→ **EXERCISE DATA**
++++++++++

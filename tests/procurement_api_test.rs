mod common;

use axum::http::{Method, StatusCode};
use funeral_ops_api::store::Sheet;
use serde_json::json;

use common::{response_json, TestApp};

#[tokio::test]
async fn restock_applies_last_in_pricing_to_the_master() {
    let app = TestApp::new().await;

    let response = app
        .as_staff(
            Method::POST,
            "/api/procurement/restock",
            Some(json!({
                "vendor_id": "V25-001",
                "material_id": "M01",
                "quantity": 10,
                "unit_cost": 1300
            })),
        )
        .await;
    let body = response_json(response, StatusCode::CREATED).await;
    assert_eq!(body["data"]["new_stock"], "60");
    assert_eq!(body["data"]["new_cost"], "1300");
    let procurement_id = body["data"]["procurement_id"].as_str().expect("id");
    assert!(procurement_id.starts_with("PR"));
    assert!(procurement_id.ends_with("-001"));

    let master = app.store.snapshot(Sheet::MaterialMaster).await;
    assert_eq!(master[1][3], "1300");
    assert_eq!(master[1][4], "60");

    let log = app.store.snapshot(Sheet::Procurement).await;
    assert_eq!(log[1][6], "13000");
}

#[tokio::test]
async fn invalid_restock_inputs_are_rejected() {
    let app = TestApp::new().await;

    let response = app
        .as_staff(
            Method::POST,
            "/api/procurement/restock",
            Some(json!({
                "vendor_id": "V25-001",
                "material_id": "M01",
                "quantity": 0,
                "unit_cost": 100
            })),
        )
        .await;
    assert_eq!(response.status(), StatusCode::BAD_REQUEST);

    let response = app
        .as_staff(
            Method::POST,
            "/api/procurement/restock",
            Some(json!({
                "vendor_id": "V25-001",
                "material_id": "M01",
                "quantity": 5,
                "unit_cost": -1
            })),
        )
        .await;
    assert_eq!(response.status(), StatusCode::BAD_REQUEST);
}

#[tokio::test]
async fn unknown_material_fails_after_the_log_write() {
    let app = TestApp::new().await;

    let response = app
        .as_staff(
            Method::POST,
            "/api/procurement/restock",
            Some(json!({
                "vendor_id": "V25-001",
                "material_id": "M99",
                "quantity": 5,
                "unit_cost": 10
            })),
        )
        .await;
    assert_eq!(response.status(), StatusCode::NOT_FOUND);

    // Write order preserved: the log row stays behind.
    assert_eq!(app.store.snapshot(Sheet::Procurement).await.len(), 2);
}

#[tokio::test]
async fn history_lists_newest_first() {
    let app = TestApp::new().await;

    for (qty, cost) in [(1, 1000), (2, 1100)] {
        let response = app
            .as_staff(
                Method::POST,
                "/api/procurement/restock",
                Some(json!({
                    "vendor_id": "V25-001",
                    "material_id": "M01",
                    "quantity": qty,
                    "unit_cost": cost
                })),
            )
            .await;
        assert_eq!(response.status(), StatusCode::CREATED);
    }

    let response = app.as_staff(Method::GET, "/api/procurement/history", None).await;
    let body = response_json(response, StatusCode::OK).await;
    let entries = body["data"]["entries"].as_array().expect("entries");
    assert_eq!(entries.len(), 2);
    assert_eq!(entries[0]["unit_cost"], "1100");
    assert_eq!(entries[1]["unit_cost"], "1000");
}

++++++++++

→ **WHAT IS EXPECTED**
All records above are to be output again exactly as they stand.

→ **ANSWER SPACE**
filename tests/procurement_api_test.rs
mod common;

use axum::http::{Method, StatusCode};
use funeral_ops_api::store::Sheet;
use serde_json::json;

use common::{response_json, TestApp};

#[tokio::test]
async fn restock_applies_last_in_pricing_to_the_master() {
    let app = TestApp::new().await;

    let response = app
        .as_staff(
            Method::POST,
            "/api/procurement/restock",
            Some(json!({
                "vendor_id": "V25-001",
                "material_id": "M01",
                "quantity": 10,
                "unit_cost": 1300
            })),
        )
        .await;
    let body = response_json(response, StatusCode::CREATED).await;
    assert_eq!(body["data"]["new_stock"], "60");
    assert_eq!(body["data"]["new_cost"], "1300");
    let procurement_id = body["data"]["procurement_id"].as_str().expect("id");
    assert!(procurement_id.starts_with("PR"));
    assert!(procurement_id.ends_with("-001"));

    let master = app.store.snapshot(Sheet::MaterialMaster).await;
    assert_eq!(master[1][3], "1300");
    assert_eq!(master[1][4], "60");

    let log = app.store.snapshot(Sheet::Procurement).await;
    assert_eq!(log[1][6], "13000");
}

#[tokio::test]
async fn invalid_restock_inputs_are_rejected() {
    let app = TestApp::new().await;

    let response = app
        .as_staff(
            Method::POST,
            "/api/procurement/restock",
            Some(json!({
                "vendor_id": "V25-001",
                "material_id": "M01",
                "quantity": 0,
                "unit_cost": 100
            })),
        )
        .await;
    assert_eq!(response.status(), StatusCode::BAD_REQUEST);

    let response = app
        .as_staff(
            Method::POST,
            "/api/procurement/restock",
            Some(json!({
                "vendor_id": "V25-001",
                "material_id": "M01",
                "quantity": 5,
                "unit_cost": -1
            })),
        )
        .await;
    assert_eq!(response.status(), StatusCode::BAD_REQUEST);
}

#[tokio::test]
async fn unknown_material_fails_after_the_log_write() {
    let app = TestApp::new().await;

    let response = app
        .as_staff(
            Method::POST,
            "/api/procurement/restock",
            Some(json!({
                "vendor_id": "V25-001",
                "material_id": "M99",
                "quantity": 5,
                "unit_cost": 10
            })),
        )
        .await;
    assert_eq!(response.status(), StatusCode::NOT_FOUND);

    // Write order preserved: the log row stays behind.
    assert_eq!(app.store.snapshot(Sheet::Procurement).await.len(), 2);
}

#[tokio::test]
async fn history_lists_newest_first() {
    let app = TestApp::new().await;

    for (qty, cost) in [(1, 1000), (2, 1100)] {
        let response = app
            .as_staff(
                Method::POST,
                "/api/procurement/restock",
                Some(json!({
                    "vendor_id": "V25-001",
                    "material_id": "M01",
                    "quantity": qty,
                    "unit_cost": cost
                })),
            )
            .await;
        assert_eq!(response.status(), StatusCode::CREATED);
    }

    let response = app.as_staff(Method::GET, "/api/procurement/history", None).await;
    let body = response_json(response, StatusCode::OK).await;
    let entries = body["data"]["entries"].as_array().expect("entries");
    assert_eq!(entries.len(), 2);
    assert_eq!(entries[0]["unit_cost"], "1100");
    assert_eq!(entries[1]["unit_cost"], "1000");
}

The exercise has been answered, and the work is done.